What is needed: The answer must be every line from the entries below that contains "Status".

[[ Data in this exercise open ]]

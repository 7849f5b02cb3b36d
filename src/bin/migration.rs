use clap::{Parser, Subcommand};
use sea_orm_migration::MigratorTrait;
use tracing::info;

use scanner_log_api::migrator::{connect_for_migrations, Migrator};

#[derive(Parser)]
#[command(name = "migration", about = "Manage the scanner-log-api database schema", version)]
struct Cli {
    /// Database connection URL
    #[arg(
        long,
        global = true,
        env = "DATABASE_URL",
        default_value = "sqlite://scanner_log.db?mode=rwc"
    )]
    database_url: String,
    #[command(subcommand)]
    command: Option<Commands>,
}

#[derive(Subcommand)]
enum Commands {
    /// Apply pending migrations (default)
    Up {
        /// Apply at most this many migrations
        #[arg(long)]
        steps: Option<u32>,
    },
    /// Roll back applied migrations
    Down {
        #[arg(long, default_value_t = 1)]
        steps: u32,
    },
    /// List applied and pending migrations
    Status,
}

#[tokio::main]
async fn main() -> anyhow::Result<()> {
    tracing_subscriber::fmt()
        .with_max_level(tracing::Level::INFO)
        .init();

    let cli = Cli::parse();
    let db = connect_for_migrations(&cli.database_url).await?;

    match cli.command.unwrap_or(Commands::Up { steps: None }) {
        Commands::Up { steps } => {
            info!("Applying migrations");
            Migrator::up(&db, steps).await?;
        }
        Commands::Down { steps } => {
            info!(steps, "Rolling back migrations");
            Migrator::down(&db, Some(steps)).await?;
        }
        Commands::Status => Migrator::status(&db).await?,
    }

    info!("Migration command completed");
    Ok(())
}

[[ Data in this exercise closed ]]

Output for this task:
    Status,
        Commands::Status => Migrator::status(&db).await?,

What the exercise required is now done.